The position of section is divided into the word of separation.Therefore, S-Box nibbles allow to perform all S- via SSE/AVX parallel instructions
Box nibbles.Further, position section and alternate odd even SBOX register-combinatorials can be realized that SBOX and L conversion is estimated
(evaluation).During section in place is realized, it is not necessary that replaced completely for each round.Specifically, it is suitable strange
S-Box is transfused to position to operate with lower suitable even S-Box in next one.Exchanged and replaced by using 7, for
42 JH rounds are repeated 6 times, and complete this measure.
Although position dicing method can cause all SBOX are calculated and L conversion is parallel to perform, 20 instructions are needed
23 logical functions of SBOX logics are performed, and need 10 to instruct for 10 XOR (XOR) functions converted comprising L
(being used for 2 operand XOR).Such performance be can give it is improved.

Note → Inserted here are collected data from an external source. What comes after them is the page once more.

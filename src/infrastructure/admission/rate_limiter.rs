//! Rate limiter implementation
//!
//! A single token bucket shared by every request on the issuance path.

use std::sync::Arc;
use std::time::Instant;

use serde::Deserialize;
use tokio::sync::Mutex;

/// Token bucket settings
#[derive(Debug, Clone, Deserialize)]
pub struct RateLimitConfig {
    /// Refill rate
    #[serde(default = "default_requests_per_second")]
    pub requests_per_second: f64,
    /// Bucket capacity
    #[serde(default = "default_burst")]
    pub burst: u32,
}

fn default_requests_per_second() -> f64 {
    20.0
}

fn default_burst() -> u32 {
    10
}

impl Default for RateLimitConfig {
    fn default() -> Self {
        Self {
            requests_per_second: default_requests_per_second(),
            burst: default_burst(),
        }
    }
}

#[derive(Debug)]
struct Bucket {
    tokens: f64,
    last_refill: Instant,
}

/// Token-bucket admission gate
///
/// Starts full. Clones share the same bucket.
#[derive(Debug, Clone)]
pub struct AdmissionGate {
    config: RateLimitConfig,
    bucket: Arc<Mutex<Bucket>>,
}

impl AdmissionGate {
    pub fn new(config: RateLimitConfig) -> Self {
        Self::starting_at(config, Instant::now())
    }

    fn starting_at(config: RateLimitConfig, now: Instant) -> Self {
        let bucket = Bucket {
            tokens: f64::from(config.burst),
            last_refill: now,
        };
        Self {
            config,
            bucket: Arc::new(Mutex::new(bucket)),
        }
    }

    /// Take one token if available
    pub async fn try_acquire(&self) -> bool {
        self.try_acquire_at(Instant::now()).await
    }

    /// [`try_acquire`](Self::try_acquire) against an explicit instant
    pub async fn try_acquire_at(&self, now: Instant) -> bool {
        let mut bucket = self.bucket.lock().await;

        let elapsed = now.saturating_duration_since(bucket.last_refill).as_secs_f64();
        let capacity = f64::from(self.config.burst);
        bucket.tokens = (bucket.tokens + elapsed * self.config.requests_per_second).min(capacity);
        bucket.last_refill = bucket.last_refill.max(now);

        if bucket.tokens >= 1.0 {
            bucket.tokens -= 1.0;
            true
        } else {
            false
        }
    }
}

According to one embodiment, the new instruction and data path of definable two, it is in 4 nibbles and nibble to upper
Operate to perform SBOX and L transforming function transformation functions using 512 ZMM registers in register group 208.In such embodiment
In, 1024 states are stored in two ZMM registers, and wherein nibble 0-127 is in the first ZMM registers, and half-word
128-255 is saved in the 2nd ZMM registers.
New instruction and data path JH_SBOX_L is defined as JH_SBOX_L ZMM, ZMM masks (ZMMmask).Fig. 5
It is the flow chart for showing to be instructed one embodiment of the process performed by JH_SBOX_L.As described above, 1024 mode bit quilt
Continuously organized (being represented in JH specifications) in two ZMM registers from 0 to 1023.

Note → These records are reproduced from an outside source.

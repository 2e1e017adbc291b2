//! Signing key entity and related types

use chrono::{DateTime, Utc};
use rsa::RsaPrivateKey;
use serde::{Deserialize, Serialize};

/// Store-assigned signing key identifier
///
/// Rendered as a decimal string wherever it appears as a `kid`.
#[derive(Debug, Clone, Copy, PartialEq, Eq, PartialOrd, Ord, Hash, Serialize, Deserialize)]
#[serde(transparent)]
pub struct SigningKeyId(i64);

impl SigningKeyId {
    pub fn new(id: i64) -> Self {
        Self(id)
    }

    pub fn value(&self) -> i64 {
        self.0
    }
}

impl From<i64> for SigningKeyId {
    fn from(id: i64) -> Self {
        Self(id)
    }
}

impl std::fmt::Display for SigningKeyId {
    fn fmt(&self, f: &mut std::fmt::Formatter<'_>) -> std::fmt::Result {
        write!(f, "{}", self.0)
    }
}

/// Which side of its expiry instant a key must be on to qualify
#[derive(Debug, Clone, Copy, PartialEq, Eq, Hash, Serialize, Deserialize, Default)]
#[serde(rename_all = "snake_case")]
pub enum KeyState {
    /// `expires_at > as_of`
    #[default]
    Valid,
    /// `expires_at <= as_of`
    Expired,
}

impl KeyState {
    pub fn from_expired_flag(expired: bool) -> Self {
        if expired { Self::Expired } else { Self::Valid }
    }

    pub fn as_str(&self) -> &'static str {
        match self {
            Self::Valid => "valid",
            Self::Expired => "expired",
        }
    }

    /// Whether a key expiring at `expires_at` qualifies at `as_of`
    pub fn admits(&self, expires_at: i64, as_of: i64) -> bool {
        match self {
            Self::Valid => expires_at > as_of,
            Self::Expired => expires_at <= as_of,
        }
    }
}

impl std::fmt::Display for KeyState {
    fn fmt(&self, f: &mut std::fmt::Formatter<'_>) -> std::fmt::Result {
        f.write_str(self.as_str())
    }
}

/// A persisted key record exactly as the repository holds it
#[derive(Debug, Clone, PartialEq, Eq)]
pub struct SealedSigningKey {
    pub id: SigningKeyId,
    /// Nonce-prefixed AES-GCM ciphertext of the PKCS#1 PEM private key
    pub sealed_material: Vec<u8>,
    /// Unix seconds
    pub expires_at: i64,
}

/// A decrypted signing key, alive for a single operation
#[derive(Clone)]
pub struct SigningKey {
    pub id: SigningKeyId,
    pub expires_at: DateTime<Utc>,
    pub private_key: RsaPrivateKey,
}

impl SigningKey {
    pub fn is_expired_at(&self, as_of: DateTime<Utc>) -> bool {
        self.expires_at <= as_of
    }
}

impl std::fmt::Debug for SigningKey {
    fn fmt(&self, f: &mut std::fmt::Formatter<'_>) -> std::fmt::Result {
        f.debug_struct("SigningKey")
            .field("id", &self.id)
            .field("expires_at", &self.expires_at)
            .field("private_key", &"[REDACTED]")
            .finish()
    }
}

In processing block 510, retrieved from ZMM registers and represent mode bit1/2512 sections.In processing block 520, examined
S-Box and L conversion is performed on the mode bit of rope.In one embodiment, S- is performed using the mask information from ZMM masks
Box functions.In one embodiment, ZMM masks represent constant (A.2, the wheel in E8 position section is realized from JH specifications
Secondary constant).Using ZMM, 256 can be exported by carrying out odd even bit interleave to each round.

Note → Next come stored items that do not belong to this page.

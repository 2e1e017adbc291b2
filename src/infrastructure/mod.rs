//! Infrastructure layer - Persistence, cryptography and service implementations

pub mod admission;
pub mod audit;
pub mod auth;
pub mod crypto;
pub mod keys;
pub mod logging;
pub mod observability;
pub mod storage;
pub mod user;
//! Signing key repository trait

use async_trait::async_trait;

use super::entity::{KeyState, SealedSigningKey, SigningKeyId};
use crate::domain::DomainError;

#[cfg(test)]
use mockall::automock;

/// Persistence for sealed signing key records
///
/// Implementations only ever see ciphertext. Records are append-only.
#[cfg_attr(test, automock)]
#[async_trait]
pub trait SigningKeyRepository: Send + Sync + std::fmt::Debug {
    /// Persist a sealed key and return the identifier assigned by storage
    async fn insert(
        &self,
        sealed_material: Vec<u8>,
        expires_at: i64,
    ) -> Result<SigningKeyId, DomainError>;

    /// The qualifying record with the lowest identifier
    async fn find_one(
        &self,
        state: KeyState,
        as_of: i64,
    ) -> Result<Option<SealedSigningKey>, DomainError>;

    /// All records with `expires_at > as_of`, ordered by identifier ascending
    async fn list_valid(&self, as_of: i64) -> Result<Vec<SealedSigningKey>, DomainError>;
}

Once S-Box operations are completed, in each 8 nibbles to upper progress L conversion operations.In processing block 530, it will become
512 results changed are stored in destination register.JH_SBOX_L instructions are performed twice (for low 512, then for height
512) converted with the round S-Box and L completed for complete JH states.
JH_Permute (JH_ displacements) instruction and data path is implemented as the result to keeping S-Box and L conversion
Each in ZMM registers performs displacement step Pd.In one embodiment, JH_Permute instructions are implemented as, and are performed
Be defined as JH_Permute ZMM1, ZMM2, imm8, wherein ZMM1 store the low nibble of pre-permutation 128 (for example, 512),
ZMM stores the high nibble of pre-permutation 128, and imm8=0/1, and it specifies low high nibble.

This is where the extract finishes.